### SUPPLIED RECORDS:
○ ○ ○

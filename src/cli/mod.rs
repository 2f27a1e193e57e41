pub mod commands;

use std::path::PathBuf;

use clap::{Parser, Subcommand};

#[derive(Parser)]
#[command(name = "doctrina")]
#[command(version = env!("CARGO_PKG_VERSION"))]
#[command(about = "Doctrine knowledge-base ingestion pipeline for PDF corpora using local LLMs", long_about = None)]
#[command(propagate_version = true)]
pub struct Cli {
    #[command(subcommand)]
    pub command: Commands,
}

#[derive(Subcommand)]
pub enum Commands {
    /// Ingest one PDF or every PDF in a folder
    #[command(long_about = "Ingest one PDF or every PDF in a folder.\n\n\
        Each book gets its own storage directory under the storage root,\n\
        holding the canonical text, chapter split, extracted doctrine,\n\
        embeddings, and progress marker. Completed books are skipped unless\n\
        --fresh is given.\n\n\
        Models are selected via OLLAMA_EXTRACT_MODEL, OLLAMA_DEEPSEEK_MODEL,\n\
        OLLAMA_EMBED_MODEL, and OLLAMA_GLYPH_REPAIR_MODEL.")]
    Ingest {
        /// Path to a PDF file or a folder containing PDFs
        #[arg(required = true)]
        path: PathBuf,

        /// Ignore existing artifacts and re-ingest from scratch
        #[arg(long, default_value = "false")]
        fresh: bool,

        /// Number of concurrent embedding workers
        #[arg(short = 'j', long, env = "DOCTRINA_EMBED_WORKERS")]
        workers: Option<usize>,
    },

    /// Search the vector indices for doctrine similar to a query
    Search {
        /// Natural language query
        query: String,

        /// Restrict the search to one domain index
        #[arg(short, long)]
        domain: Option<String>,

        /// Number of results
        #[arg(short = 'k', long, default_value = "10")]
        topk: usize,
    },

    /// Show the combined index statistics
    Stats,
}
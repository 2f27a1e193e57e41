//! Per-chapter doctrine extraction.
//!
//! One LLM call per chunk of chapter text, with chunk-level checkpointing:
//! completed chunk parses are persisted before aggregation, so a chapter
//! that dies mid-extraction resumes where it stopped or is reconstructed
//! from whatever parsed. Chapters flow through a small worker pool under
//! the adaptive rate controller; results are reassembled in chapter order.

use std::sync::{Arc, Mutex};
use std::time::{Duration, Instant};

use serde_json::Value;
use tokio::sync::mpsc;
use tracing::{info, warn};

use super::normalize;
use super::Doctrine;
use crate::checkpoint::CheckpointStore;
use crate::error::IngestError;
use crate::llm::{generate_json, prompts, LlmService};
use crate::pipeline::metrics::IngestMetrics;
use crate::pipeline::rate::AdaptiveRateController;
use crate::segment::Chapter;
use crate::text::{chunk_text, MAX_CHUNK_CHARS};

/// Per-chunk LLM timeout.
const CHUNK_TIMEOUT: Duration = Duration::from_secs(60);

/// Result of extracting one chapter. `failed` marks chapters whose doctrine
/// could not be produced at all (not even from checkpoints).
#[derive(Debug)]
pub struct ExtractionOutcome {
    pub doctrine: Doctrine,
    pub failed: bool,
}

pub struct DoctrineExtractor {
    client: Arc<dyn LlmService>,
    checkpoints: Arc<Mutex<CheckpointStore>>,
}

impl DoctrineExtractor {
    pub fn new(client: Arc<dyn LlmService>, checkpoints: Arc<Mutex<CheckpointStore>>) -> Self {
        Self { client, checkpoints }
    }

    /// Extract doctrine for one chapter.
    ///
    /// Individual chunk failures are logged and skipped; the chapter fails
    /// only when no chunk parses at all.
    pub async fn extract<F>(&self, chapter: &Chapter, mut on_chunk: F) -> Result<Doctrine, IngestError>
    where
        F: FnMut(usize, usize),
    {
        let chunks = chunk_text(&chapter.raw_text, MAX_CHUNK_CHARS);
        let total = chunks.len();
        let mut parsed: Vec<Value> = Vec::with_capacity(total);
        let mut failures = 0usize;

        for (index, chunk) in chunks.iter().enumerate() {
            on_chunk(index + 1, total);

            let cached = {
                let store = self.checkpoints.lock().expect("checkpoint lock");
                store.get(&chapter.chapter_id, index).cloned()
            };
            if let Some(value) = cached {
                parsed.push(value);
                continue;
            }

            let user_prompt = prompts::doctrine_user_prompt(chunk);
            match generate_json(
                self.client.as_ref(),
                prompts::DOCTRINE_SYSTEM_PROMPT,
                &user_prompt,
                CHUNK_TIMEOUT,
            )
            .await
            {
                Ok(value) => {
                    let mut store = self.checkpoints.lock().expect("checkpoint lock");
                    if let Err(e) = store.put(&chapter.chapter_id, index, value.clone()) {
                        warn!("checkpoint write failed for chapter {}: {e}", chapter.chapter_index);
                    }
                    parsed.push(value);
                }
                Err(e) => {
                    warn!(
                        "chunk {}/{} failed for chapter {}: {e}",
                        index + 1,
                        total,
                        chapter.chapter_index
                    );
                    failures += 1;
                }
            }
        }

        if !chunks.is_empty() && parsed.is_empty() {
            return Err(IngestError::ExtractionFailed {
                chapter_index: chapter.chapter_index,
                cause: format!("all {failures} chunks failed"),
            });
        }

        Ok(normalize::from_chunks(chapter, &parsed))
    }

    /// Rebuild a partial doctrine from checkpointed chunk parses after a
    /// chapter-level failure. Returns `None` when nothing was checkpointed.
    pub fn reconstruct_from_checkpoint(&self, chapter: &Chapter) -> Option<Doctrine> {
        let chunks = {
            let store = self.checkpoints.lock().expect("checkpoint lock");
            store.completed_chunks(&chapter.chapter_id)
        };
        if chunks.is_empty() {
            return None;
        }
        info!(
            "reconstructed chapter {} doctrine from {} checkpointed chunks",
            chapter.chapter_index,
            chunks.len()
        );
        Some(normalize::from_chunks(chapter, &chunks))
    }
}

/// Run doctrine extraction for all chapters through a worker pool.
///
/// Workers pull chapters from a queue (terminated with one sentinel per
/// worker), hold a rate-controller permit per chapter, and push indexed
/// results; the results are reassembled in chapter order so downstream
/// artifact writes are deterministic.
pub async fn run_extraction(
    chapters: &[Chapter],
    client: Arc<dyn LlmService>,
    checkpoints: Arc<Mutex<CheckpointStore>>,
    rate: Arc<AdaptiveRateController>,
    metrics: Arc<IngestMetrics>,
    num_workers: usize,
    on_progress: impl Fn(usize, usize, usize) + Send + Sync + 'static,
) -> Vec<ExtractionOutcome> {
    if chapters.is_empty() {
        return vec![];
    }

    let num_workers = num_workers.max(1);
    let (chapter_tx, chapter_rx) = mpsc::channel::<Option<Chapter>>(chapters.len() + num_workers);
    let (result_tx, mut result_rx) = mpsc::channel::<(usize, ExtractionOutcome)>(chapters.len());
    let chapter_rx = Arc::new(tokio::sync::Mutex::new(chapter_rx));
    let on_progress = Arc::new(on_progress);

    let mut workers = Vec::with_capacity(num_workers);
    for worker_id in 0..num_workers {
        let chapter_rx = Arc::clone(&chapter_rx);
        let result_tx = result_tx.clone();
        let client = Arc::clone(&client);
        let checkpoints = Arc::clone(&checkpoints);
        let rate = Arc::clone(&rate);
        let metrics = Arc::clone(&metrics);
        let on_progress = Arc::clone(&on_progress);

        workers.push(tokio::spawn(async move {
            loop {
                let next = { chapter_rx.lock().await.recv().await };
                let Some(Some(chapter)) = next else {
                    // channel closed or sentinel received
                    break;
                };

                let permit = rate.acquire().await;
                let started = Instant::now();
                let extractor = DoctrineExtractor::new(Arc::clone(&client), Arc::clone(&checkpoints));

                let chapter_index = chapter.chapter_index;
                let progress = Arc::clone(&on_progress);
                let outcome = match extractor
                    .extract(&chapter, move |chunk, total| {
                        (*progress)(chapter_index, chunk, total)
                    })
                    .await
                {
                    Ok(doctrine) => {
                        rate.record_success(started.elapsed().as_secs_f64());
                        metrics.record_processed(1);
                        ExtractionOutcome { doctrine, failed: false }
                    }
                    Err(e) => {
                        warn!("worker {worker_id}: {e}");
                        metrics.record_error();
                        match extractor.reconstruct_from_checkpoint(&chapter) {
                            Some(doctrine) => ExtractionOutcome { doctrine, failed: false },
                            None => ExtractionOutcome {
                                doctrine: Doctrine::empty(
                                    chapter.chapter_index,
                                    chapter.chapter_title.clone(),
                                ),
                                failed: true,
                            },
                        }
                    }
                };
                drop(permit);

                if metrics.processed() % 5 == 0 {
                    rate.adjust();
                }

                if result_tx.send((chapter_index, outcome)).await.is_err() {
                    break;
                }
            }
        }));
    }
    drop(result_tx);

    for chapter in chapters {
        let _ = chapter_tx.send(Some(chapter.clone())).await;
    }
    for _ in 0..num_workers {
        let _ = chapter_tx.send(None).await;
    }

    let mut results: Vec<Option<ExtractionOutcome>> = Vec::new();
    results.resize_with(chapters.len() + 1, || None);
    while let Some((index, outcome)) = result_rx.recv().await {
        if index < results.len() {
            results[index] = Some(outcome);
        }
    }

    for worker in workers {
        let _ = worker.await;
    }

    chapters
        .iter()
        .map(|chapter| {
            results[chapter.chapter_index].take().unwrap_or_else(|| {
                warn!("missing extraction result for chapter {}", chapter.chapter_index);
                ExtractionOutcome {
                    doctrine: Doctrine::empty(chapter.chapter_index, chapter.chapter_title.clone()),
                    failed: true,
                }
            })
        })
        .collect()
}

○ ○ ○

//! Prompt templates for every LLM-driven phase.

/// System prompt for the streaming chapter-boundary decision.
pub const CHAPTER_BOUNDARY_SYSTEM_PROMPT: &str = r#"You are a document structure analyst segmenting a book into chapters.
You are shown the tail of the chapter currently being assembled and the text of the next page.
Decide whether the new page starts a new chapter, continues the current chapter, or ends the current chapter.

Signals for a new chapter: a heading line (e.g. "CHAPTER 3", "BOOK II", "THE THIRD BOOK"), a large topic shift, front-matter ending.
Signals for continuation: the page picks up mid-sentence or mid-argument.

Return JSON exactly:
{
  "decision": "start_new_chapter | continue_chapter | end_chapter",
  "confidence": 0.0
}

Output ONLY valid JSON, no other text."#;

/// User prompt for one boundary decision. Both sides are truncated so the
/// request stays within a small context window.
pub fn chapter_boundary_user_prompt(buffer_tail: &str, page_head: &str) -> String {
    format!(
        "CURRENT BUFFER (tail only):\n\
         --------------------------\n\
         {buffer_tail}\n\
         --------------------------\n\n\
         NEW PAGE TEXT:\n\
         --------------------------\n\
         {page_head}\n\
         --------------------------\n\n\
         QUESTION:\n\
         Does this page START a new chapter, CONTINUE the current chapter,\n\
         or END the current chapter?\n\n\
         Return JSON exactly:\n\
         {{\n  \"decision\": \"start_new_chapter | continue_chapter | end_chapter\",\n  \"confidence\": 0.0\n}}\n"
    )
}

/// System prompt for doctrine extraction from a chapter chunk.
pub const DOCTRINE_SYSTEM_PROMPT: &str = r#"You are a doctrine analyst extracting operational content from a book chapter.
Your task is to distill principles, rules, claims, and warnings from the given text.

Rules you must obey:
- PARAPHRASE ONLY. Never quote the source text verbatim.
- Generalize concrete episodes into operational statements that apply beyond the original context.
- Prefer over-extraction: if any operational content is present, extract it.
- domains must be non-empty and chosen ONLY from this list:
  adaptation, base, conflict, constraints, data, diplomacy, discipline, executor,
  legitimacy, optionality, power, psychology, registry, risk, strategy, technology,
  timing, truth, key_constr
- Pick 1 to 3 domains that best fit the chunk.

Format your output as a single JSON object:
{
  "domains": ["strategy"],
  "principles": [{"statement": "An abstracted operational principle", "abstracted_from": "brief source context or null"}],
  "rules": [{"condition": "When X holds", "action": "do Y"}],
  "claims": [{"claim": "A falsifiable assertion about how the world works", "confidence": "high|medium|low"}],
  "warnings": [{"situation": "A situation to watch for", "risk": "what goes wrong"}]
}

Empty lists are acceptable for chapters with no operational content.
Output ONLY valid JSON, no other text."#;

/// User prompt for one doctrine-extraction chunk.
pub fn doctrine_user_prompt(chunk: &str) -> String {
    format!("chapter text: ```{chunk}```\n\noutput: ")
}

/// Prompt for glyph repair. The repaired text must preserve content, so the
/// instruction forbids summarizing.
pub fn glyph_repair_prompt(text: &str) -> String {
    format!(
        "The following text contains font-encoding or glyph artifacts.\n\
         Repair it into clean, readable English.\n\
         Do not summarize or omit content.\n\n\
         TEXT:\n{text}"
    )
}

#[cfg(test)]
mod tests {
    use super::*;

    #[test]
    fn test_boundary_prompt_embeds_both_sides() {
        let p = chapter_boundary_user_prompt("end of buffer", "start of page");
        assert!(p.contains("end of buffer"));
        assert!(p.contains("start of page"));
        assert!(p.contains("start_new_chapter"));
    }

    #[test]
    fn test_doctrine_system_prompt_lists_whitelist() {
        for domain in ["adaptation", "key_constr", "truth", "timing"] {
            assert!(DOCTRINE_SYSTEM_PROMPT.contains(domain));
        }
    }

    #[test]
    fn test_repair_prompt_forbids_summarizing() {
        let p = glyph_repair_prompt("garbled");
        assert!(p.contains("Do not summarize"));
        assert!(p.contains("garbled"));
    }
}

○ ○ ○

### THE TASK:
Look through the entries above and quote exactly the lines from the line with "filename src/cli/mod.rs" to the line with "concurrent embedding workers", counting both of those lines.

### YOUR SOLUTION:
filename src/cli/mod.rs
repository 2f27a1e193e57e41
pub mod commands;

use std::path::PathBuf;

use clap::{Parser, Subcommand};

#[derive(Parser)]
#[command(name = "doctrina")]
#[command(version = env!("CARGO_PKG_VERSION"))]
#[command(about = "Doctrine knowledge-base ingestion pipeline for PDF corpora using local LLMs", long_about = None)]
#[command(propagate_version = true)]
pub struct Cli {
    #[command(subcommand)]
    pub command: Commands,
}

#[derive(Subcommand)]
pub enum Commands {
    /// Ingest one PDF or every PDF in a folder
    #[command(long_about = "Ingest one PDF or every PDF in a folder.\n\n\
        Each book gets its own storage directory under the storage root,\n\
        holding the canonical text, chapter split, extracted doctrine,\n\
        embeddings, and progress marker. Completed books are skipped unless\n\
        --fresh is given.\n\n\
        Models are selected via OLLAMA_EXTRACT_MODEL, OLLAMA_DEEPSEEK_MODEL,\n\
        OLLAMA_EMBED_MODEL, and OLLAMA_GLYPH_REPAIR_MODEL.")]
    Ingest {
        /// Path to a PDF file or a folder containing PDFs
        #[arg(required = true)]
        path: PathBuf,

        /// Ignore existing artifacts and re-ingest from scratch
        #[arg(long, default_value = "false")]
        fresh: bool,

        /// Number of concurrent embedding workers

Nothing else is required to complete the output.